• [What the exercise asks] Repeat the lines of the data that follow, please, starting at the first and stopping after the one with "pub use token_store::TokenStore;".

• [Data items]
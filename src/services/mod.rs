pub mod backoff;
pub mod lifecycle_manager;
pub mod registration;
pub mod retry_scheduler;
pub mod token_provider;
pub mod token_store;

pub use backoff::BackoffPolicy;
pub use lifecycle_manager::{DiagnosticsSnapshot, ManagerSettings, TokenLifecycleManager};
pub use registration::RegistrationClient;
pub use retry_scheduler::{AttemptResult, RetryScheduler, RetryState};
pub use token_provider::TokenProvider;
pub use token_store::TokenStore;
#![forbid(unsafe_code)]
#![warn(clippy::all)]
#![warn(clippy::pedantic)]
#![warn(clippy::nursery)]
#![warn(clippy::unwrap_used)]
#![warn(clippy::todo)]
#![warn(clippy::panic)]
#![warn(clippy::dbg_macro)]
#![warn(clippy::print_stdout)]
#![warn(clippy::print_stderr)]
#![warn(clippy::clone_on_ref_ptr)]
#![warn(unreachable_pub)]
#![warn(missing_debug_implementations)]
#![warn(unused_qualifications)]
#![deny(unused_must_use)]

pub mod adapters;
pub mod config;
pub mod domain;
pub mod error;
pub mod services;
pub mod telemetry;
pub mod workers;

use crate::adapters::http::{RegistrationTransport, ReqwestTransport};
use crate::adapters::kv::{FileKeyValueStore, KeyValueStore};
use crate::adapters::lifecycle::{LifecycleBus, LifecycleEvents};
use crate::adapters::network::{ReachabilitySource, WatchReachability};
use crate::adapters::push::{FileTokenSource, InMemoryPushPlatform, PushPlatform};
use crate::config::Config;
use crate::domain::events::AppState;
use crate::domain::registration::RegistrationContext;
use crate::services::{
    BackoffPolicy, ManagerSettings, RegistrationClient, RetryScheduler, TokenLifecycleManager, TokenProvider,
    TokenStore,
};
use crate::workers::{ReachabilityProbeWorker, RetrySweepWorker, TokenFileWatchWorker};
use std::sync::Arc;
use std::time::Duration;
use tokio::sync::watch;
use tokio::task::JoinHandle;

/// Fully wired components. Nothing runs until [`Workers::spawn_all`].
#[derive(Debug)]
pub struct App {
    pub manager: Arc<TokenLifecycleManager>,
    pub scheduler: Arc<RetryScheduler>,
    pub store: TokenStore,
    pub workers: Workers,
}

#[derive(Debug)]
pub struct Workers {
    manager: Arc<TokenLifecycleManager>,
    retry_sweep: RetrySweepWorker,
    reachability_probe: Option<ReachabilityProbeWorker>,
    token_file_watch: Option<TokenFileWatchWorker>,
}

impl Workers {
    #[must_use]
    pub fn spawn_all(self, shutdown_rx: watch::Receiver<bool>) -> Vec<JoinHandle<()>> {
        let mut tasks = vec![
            tokio::spawn(self.manager.run(shutdown_rx.clone())),
            tokio::spawn(self.retry_sweep.run(shutdown_rx.clone())),
        ];

        if let Some(worker) = self.reachability_probe {
            tasks.push(tokio::spawn(worker.run(shutdown_rx.clone())));
        }
        if let Some(worker) = self.token_file_watch {
            tasks.push(tokio::spawn(worker.run(shutdown_rx)));
        }

        tasks
    }
}

/// Wires the lifecycle manager from configuration plus whichever host
/// adapters the embedder supplies. Anything not supplied gets a default.
#[derive(Debug)]
pub struct AppBuilder {
    config: Config,
    kv: Option<Arc<dyn KeyValueStore>>,
    platform: Option<Arc<dyn PushPlatform>>,
    token_file: Option<Arc<FileTokenSource>>,
    transport: Option<Arc<dyn RegistrationTransport>>,
    reachability: Option<Arc<dyn ReachabilitySource>>,
    probe: Option<Arc<WatchReachability>>,
    lifecycle: Option<Arc<dyn LifecycleEvents>>,
}

impl AppBuilder {
    #[must_use]
    pub const fn new(config: Config) -> Self {
        Self {
            config,
            kv: None,
            platform: None,
            token_file: None,
            transport: None,
            reachability: None,
            probe: None,
            lifecycle: None,
        }
    }

    #[must_use]
    pub fn with_store(mut self, kv: Arc<dyn KeyValueStore>) -> Self {
        self.kv = Some(kv);
        self
    }

    #[must_use]
    pub fn with_platform(mut self, platform: Arc<dyn PushPlatform>) -> Self {
        self.platform = Some(platform);
        self
    }

    /// Uses a token file as the platform and watches it for rotations.
    #[must_use]
    pub fn with_token_file(mut self, source: Arc<FileTokenSource>) -> Self {
        self.platform = Some(Arc::clone(&source) as Arc<dyn PushPlatform>);
        self.token_file = Some(source);
        self
    }

    #[must_use]
    pub fn with_transport(mut self, transport: Arc<dyn RegistrationTransport>) -> Self {
        self.transport = Some(transport);
        self
    }

    #[must_use]
    pub fn with_reachability(mut self, reachability: Arc<dyn ReachabilitySource>) -> Self {
        self.reachability = Some(reachability);
        self
    }

    /// Feeds reachability from TCP probes of the registration host.
    #[must_use]
    pub fn with_probe(mut self, reachability: Arc<WatchReachability>) -> Self {
        self.reachability = Some(Arc::clone(&reachability) as Arc<dyn ReachabilitySource>);
        self.probe = Some(reachability);
        self
    }

    #[must_use]
    pub fn with_lifecycle(mut self, lifecycle: Arc<dyn LifecycleEvents>) -> Self {
        self.lifecycle = Some(lifecycle);
        self
    }

    /// # Errors
    /// Returns an error if the default HTTP transport cannot be created.
    pub fn build(self) -> anyhow::Result<App> {
        let config = self.config;

        let kv = self.kv.unwrap_or_else(|| Arc::new(FileKeyValueStore::new(&config.store.path)));
        let transport: Arc<dyn RegistrationTransport> = match self.transport {
            Some(transport) => transport,
            None => Arc::new(ReqwestTransport::new()?),
        };
        let platform = self.platform.unwrap_or_else(|| {
            tracing::warn!("No token source configured; waiting for tokens to be supplied");
            Arc::new(InMemoryPushPlatform::default())
        });
        let lifecycle = self.lifecycle.unwrap_or_else(|| Arc::new(LifecycleBus::default()));

        let store = TokenStore::new(kv, config.store.key.clone());
        let provider = TokenProvider::new(platform, config.provider.shape());
        let client = Arc::new(RegistrationClient::new(transport, &config.registration));
        let context = RegistrationContext { customer: config.device.customer(), device_info: config.device.device_info() };
        let scheduler = Arc::new(RetryScheduler::new(
            store.clone(),
            client,
            BackoffPolicy::from_config(&config.retry),
            context,
        ));

        let manager = Arc::new(TokenLifecycleManager::new(
            provider,
            store.clone(),
            Arc::clone(&scheduler),
            lifecycle,
            self.reachability,
            ManagerSettings::from_config(&config),
        ));

        let sweep_interval = Duration::from_secs(config.retry.sweep_interval_secs.max(1));
        let reachability_probe = self
            .probe
            .filter(|_| config.reachability.probe_interval_secs > 0)
            .and_then(|probe| ReachabilityProbeWorker::new(probe, &config.registration, &config.reachability));
        let token_file_watch = self.token_file.map(|source| {
            TokenFileWatchWorker::new(source, Duration::from_secs(config.provider.poll_interval_secs.max(1)))
        });

        let workers = Workers {
            manager: Arc::clone(&manager),
            retry_sweep: RetrySweepWorker::new(Arc::clone(&scheduler), store.clone(), sweep_interval),
            reachability_probe,
            token_file_watch,
        };

        Ok(App { manager, scheduler, store, workers })
    }
}

/// Ctrl-C or SIGTERM flips the shutdown channel. On unix, SIGUSR1 and SIGUSR2
/// stand in for the host's foreground and background callbacks.
pub fn spawn_signal_handler(shutdown_tx: watch::Sender<bool>, lifecycle: LifecycleBus) {
    tokio::spawn(async move {
        wait_for_shutdown_signal(&lifecycle).await;
        tracing::info!("Shutdown signal received, stopping token lifecycle...");
        let _ = shutdown_tx.send(true);
    });
}

#[cfg(unix)]
async fn wait_for_shutdown_signal(lifecycle: &LifecycleBus) {
    use tokio::signal::unix::{SignalKind, signal};

    let (Ok(mut terminate), Ok(mut foreground), Ok(mut background)) = (
        signal(SignalKind::terminate()),
        signal(SignalKind::user_defined1()),
        signal(SignalKind::user_defined2()),
    ) else {
        tracing::error!("Failed to install signal handlers, falling back to Ctrl-C only");
        let _ = tokio::signal::ctrl_c().await;
        return;
    };

    loop {
        tokio::select! {
            _ = tokio::signal::ctrl_c() => return,
            _ = terminate.recv() => return,
            _ = foreground.recv() => { lifecycle.emit(AppState::Active); }
            _ = background.recv() => { lifecycle.emit(AppState::Background); }
        }
    }
}

#[cfg(not(unix))]
async fn wait_for_shutdown_signal(_lifecycle: &LifecycleBus) {
    let _ = tokio::signal::ctrl_c().await;
}

/// Routes panics through tracing before the default hook runs.
pub fn setup_panic_hook() {
    let default_hook = std::panic::take_hook();
    std::panic::set_hook(Box::new(move |info| {
        tracing::error!(panic = %info, "Unhandled panic");
        default_hook(info);
    }));
}
//! Command implementations

use std::path::{Path, PathBuf};

use anyhow::{Context, Result};

use modrules::rules::resolve::DEFAULT_THIRD_PARTY_ROOT;
use modrules::util::config::{self, Config};
use modrules::util::diagnostic::emit;
use modrules::{ModuleId, PlatformId, Resolver, TargetKind, ToolchainVersion};

use crate::cli::BuildInputs;

pub mod completions;
pub mod flags;
pub mod matrix;
pub mod platforms;
pub mod resolve;
pub mod targets;

/// Load the explicit config file, or the merged global and project config.
///
/// An explicit file must load. Unreadable global or project files are
/// reported as warnings and skipped.
pub fn load_config(explicit: Option<&Path>, color: bool) -> Result<Config> {
    if let Some(path) = explicit {
        return Config::load(path);
    }

    let cwd = std::env::current_dir().context("failed to get current directory")?;
    let project = config::project_config_path(&cwd);
    let global = config::global_config_path().unwrap_or_default();

    let (config, warnings) = config::load_config(&global, &project);
    for warning in &warnings {
        emit(warning, color);
    }

    Ok(config)
}

/// Third-party root: command line, then config, then the plugin default.
pub fn third_party_root(root: Option<&Path>, config: &Config) -> PathBuf {
    root.map(Path::to_path_buf)
        .or_else(|| config.paths.third_party.clone())
        .unwrap_or_else(|| PathBuf::from(DEFAULT_THIRD_PARTY_ROOT))
}

/// Module: command line, then config, then the SDK.
pub fn module(module: Option<&str>, config: &Config) -> Result<ModuleId> {
    match module {
        Some(name) => Ok(name.parse()?),
        None => Ok(config.module()?.unwrap_or_default()),
    }
}

/// Toolchain version: command line, then config.
pub fn engine(engine: Option<&str>, config: &Config) -> Result<ToolchainVersion> {
    match engine {
        Some(version) => Ok(version.parse()?),
        None => config.engine()?.ok_or_else(|| {
            anyhow::anyhow!(
                "no toolchain version given\n\
                 help: pass `--engine <version>` or set `defaults.engine` in .modrules/config.toml"
            )
        }),
    }
}

/// A fully parsed single-build request.
pub struct Request {
    pub resolver: Resolver,
    pub platform: PlatformId,
    pub target: TargetKind,
    pub toolchain: ToolchainVersion,
}

impl Request {
    pub fn from_inputs(inputs: &BuildInputs, config: &Config) -> Result<Self> {
        let platform: PlatformId = inputs.platform.parse()?;
        let target: TargetKind = inputs.target.parse()?;
        let toolchain = engine(inputs.engine.as_deref(), config)?;
        let module = module(inputs.module.as_deref(), config)?;
        let root = third_party_root(inputs.root.as_deref(), config);

        tracing::debug!("third-party root: {}", root.display());

        Ok(Request {
            resolver: Resolver::new(root).module(module),
            platform,
            target,
            toolchain,
        })
    }

    pub fn resolve(&self) -> Result<modrules::ResolvedConfig> {
        Ok(self
            .resolver
            .resolve(self.platform, self.target, self.toolchain)?)
    }
}
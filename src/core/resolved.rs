//! The resolved build configuration handed to the orchestrator.
//!
//! Field order is the wire contract: the JSON form serializes fields in
//! declaration order, and list fields keep rule order.

use std::collections::BTreeSet;
use std::path::{Path, PathBuf};

use serde::{Deserialize, Serialize};

use crate::core::platform::PlatformId;
use crate::core::surface::{DefineSet, LibRef};
use crate::core::target::TargetKind;
use crate::core::version::ToolchainVersion;
use crate::rules::errors::ResolveError;
use crate::rules::features::FeatureSet;
use crate::util::hash::{sha256_str, Fingerprint};

/// Resolved definitions, paths and link inputs for one module build.
#[derive(Debug, Clone, PartialEq, Eq, Serialize, Deserialize)]
pub struct ResolvedConfig {
    /// Module the configuration belongs to
    pub module: String,
    pub platform: PlatformId,
    pub target: TargetKind,
    pub toolchain: ToolchainVersion,

    /// Feature switches the definitions were derived from
    #[serde(default, skip_serializing_if = "Option::is_none")]
    pub features: Option<FeatureSet>,

    /// Preprocessor definitions (-D)
    pub definitions: DefineSet,

    /// Include directories exported to dependents (-I)
    pub public_include_dirs: Vec<PathBuf>,

    /// Include directories used only by the module itself (-I)
    pub private_include_dirs: Vec<PathBuf>,

    /// Library search directories (-L)
    pub library_dirs: Vec<PathBuf>,

    /// Link inputs
    pub libraries: Vec<LibRef>,

    pub public_dependencies: Vec<String>,
    pub private_dependencies: Vec<String>,
    pub dynamically_loaded: Vec<String>,

    /// Private precompiled header, on toolchains that support it
    #[serde(default, skip_serializing_if = "Option::is_none")]
    pub private_pch: Option<PathBuf>,
}

impl ResolvedConfig {
    /// Public and private module dependencies together.
    pub fn module_dependencies(&self) -> BTreeSet<&str> {
        self.public_dependencies
            .iter()
            .chain(&self.private_dependencies)
            .map(String::as_str)
            .collect()
    }

    /// Public then private include directories.
    pub fn include_dirs(&self) -> impl Iterator<Item = &Path> {
        self.public_include_dirs
            .iter()
            .chain(&self.private_include_dirs)
            .map(PathBuf::as_path)
    }

    /// Engine third-party packages the orchestrator must resolve itself.
    pub fn engine_packages(&self) -> Vec<&str> {
        self.libraries
            .iter()
            .filter_map(|lib| match lib {
                LibRef::Engine { name } => Some(name.as_str()),
                _ => None,
            })
            .collect()
    }

    /// Check whether a path library with this file name is linked.
    pub fn links_file(&self, file_name: &str) -> bool {
        self.libraries.iter().any(|lib| match lib {
            LibRef::Path { path } => path.file_name().is_some_and(|n| n == file_name),
            _ => false,
        })
    }

    /// Convert to compiler flags.
    pub fn compile_flags(&self) -> Vec<String> {
        let mut flags = Vec::new();

        for dir in self.include_dirs() {
            flags.push(format!("-I{}", dir.display()));
        }

        for define in &self.definitions {
            flags.push(define.to_flag());
        }

        flags
    }

    /// Convert to linker flags. Engine packages produce no flags.
    pub fn link_flags(&self) -> Vec<String> {
        let mut flags = Vec::new();

        for dir in &self.library_dirs {
            flags.push(format!("-L{}", dir.display()));
        }

        for lib in &self.libraries {
            flags.extend(lib.to_flags());
        }

        flags
    }

    /// Check the internal consistency of the configuration.
    pub fn validate(&self) -> Result<(), ResolveError> {
        let violation = |message: String| ResolveError::InvariantViolation {
            module: self.module.clone(),
            platform: self.platform,
            message,
        };

        for lib in &self.libraries {
            match lib {
                LibRef::Path { path } => {
                    let dir = lib.dir().unwrap_or(Path::new(""));
                    if !self.library_dirs.iter().any(|d| d == dir) {
                        return Err(violation(format!(
                            "library `{}` is outside every library directory",
                            path.display()
                        )));
                    }
                }
                LibRef::Named { name } if self.library_dirs.is_empty() => {
                    return Err(violation(format!(
                        "named library `{}` has no library directory to be found in",
                        name
                    )));
                }
                _ => {}
            }
        }

        let mut seen = BTreeSet::new();
        for define in &self.definitions {
            if !seen.insert(define.name()) {
                return Err(violation(format!("`{}` is defined twice", define.name())));
            }
        }

        if let Some(features) = &self.features {
            for (name, enabled) in features.switches() {
                if !enabled && self.definitions.is_enabled(name) {
                    return Err(violation(format!(
                        "`{}` is enabled but the feature is unavailable",
                        name
                    )));
                }
            }
        }

        Ok(())
    }

    /// Canonical JSON form.
    ///
    /// Fails when a path is not valid UTF-8, since the orchestrator could
    /// not read it back.
    pub fn to_json(&self) -> Result<String, ResolveError> {
        serde_json::to_string_pretty(self).map_err(|e| ResolveError::Unrepresentable {
            module: self.module.clone(),
            platform: self.platform,
            message: e.to_string(),
        })
    }

    /// Short, stable hash of the configuration.
    pub fn fingerprint(&self) -> Result<String, ResolveError> {
        let json = sha256_str(&self.to_json()?);
        let mut fp = Fingerprint::new();
        fp.update_strs([
            self.module.as_str(),
            self.platform.as_str(),
            self.target.as_str(),
            json.as_str(),
        ]);
        Ok(fp.finish_short())
    }
}

#[cfg(test)]
mod tests {
    use super::*;
    use crate::core::surface::Define;

    fn sample() -> ResolvedConfig {
        let mut definitions = DefineSet::new();
        definitions.set(Define::switch("FUNAPI_HAVE_ZLIB", true));

        ResolvedConfig {
            module: "Funapi".to_string(),
            platform: PlatformId::Mac,
            target: TargetKind::Game,
            toolchain: ToolchainVersion::new(4, 21),
            features: None,
            definitions,
            public_include_dirs: vec![PathBuf::from("/tp/include")],
            private_include_dirs: vec![PathBuf::from("Funapi/Private")],
            library_dirs: vec![PathBuf::from("/tp/lib/Mac")],
            libraries: vec![
                LibRef::path("/tp/lib/Mac/libz.a"),
                LibRef::engine("OpenSSL"),
            ],
            public_dependencies: vec!["Core".to_string()],
            private_dependencies: vec!["Json".to_string()],
            dynamically_loaded: Vec::new(),
            private_pch: None,
        }
    }

    #[test]
    fn test_flags() {
        let config = sample();
        assert_eq!(
            config.compile_flags(),
            vec!["-I/tp/include", "-IFunapi/Private", "-DFUNAPI_HAVE_ZLIB=1"]
        );
        assert_eq!(config.link_flags(), vec!["-L/tp/lib/Mac", "/tp/lib/Mac/libz.a"]);
        assert_eq!(config.engine_packages(), vec!["OpenSSL"]);
        assert!(config.links_file("libz.a"));
    }

    #[test]
    fn test_validate_rejects_library_outside_search_dirs() {
        let mut config = sample();
        assert!(config.validate().is_ok());

        config.libraries.push(LibRef::path("/elsewhere/libssl.a"));
        let err = config.validate().unwrap_err();
        assert!(matches!(err, ResolveError::InvariantViolation { .. }));
    }

    #[test]
    fn test_validate_rejects_named_library_without_dirs() {
        let mut config = sample();
        config.library_dirs.clear();
        config.libraries = vec![LibRef::named("sodium")];
        assert!(config.validate().is_err());
    }

    #[test]
    fn test_validate_rejects_enabled_unavailable_feature() {
        let mut config = sample();
        let features = FeatureSet::for_platform(PlatformId::Linux);
        config.definitions.set(Define::switch("FUNAPI_HAVE_ZSTD", true));
        config.features = Some(features);
        assert!(config.validate().is_err());
    }

    #[test]
    fn test_fingerprint_is_stable_and_sensitive() {
        let a = sample();
        let b = sample();
        assert_eq!(a.fingerprint().unwrap(), b.fingerprint().unwrap());
        assert_eq!(a.to_json().unwrap(), b.to_json().unwrap());

        let mut c = sample();
        c.public_dependencies.push("Engine".to_string());
        assert_ne!(a.fingerprint().unwrap(), c.fingerprint().unwrap());
    }

    #[cfg(unix)]
    #[test]
    fn test_non_utf8_path_fails_serialization() {
        use std::ffi::OsStr;
        use std::os::unix::ffi::OsStrExt;

        let mut config = sample();
        config
            .public_include_dirs
            .push(PathBuf::from(OsStr::from_bytes(b"/tp\xff/include")));

        assert!(matches!(
            config.to_json(),
            Err(ResolveError::Unrepresentable { .. })
        ));
        assert!(config.fingerprint().is_err());
    }

    #[test]
    fn test_module_dependencies_union() {
        let config = sample();
        let deps = config.module_dependencies();
        assert!(deps.contains("Core"));
        assert!(deps.contains("Json"));
    }
}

• [Result of the task]
filename src/services/mod.rs
pub mod backoff;
pub mod lifecycle_manager;
pub mod registration;
pub mod retry_scheduler;
pub mod token_provider;
pub mod token_store;

pub use backoff::BackoffPolicy;
pub use lifecycle_manager::{DiagnosticsSnapshot, ManagerSettings, TokenLifecycleManager};
pub use registration::RegistrationClient;
pub use retry_scheduler::{AttemptResult, RetryScheduler, RetryState};
pub use token_provider::TokenProvider;
pub use token_store::TokenStore;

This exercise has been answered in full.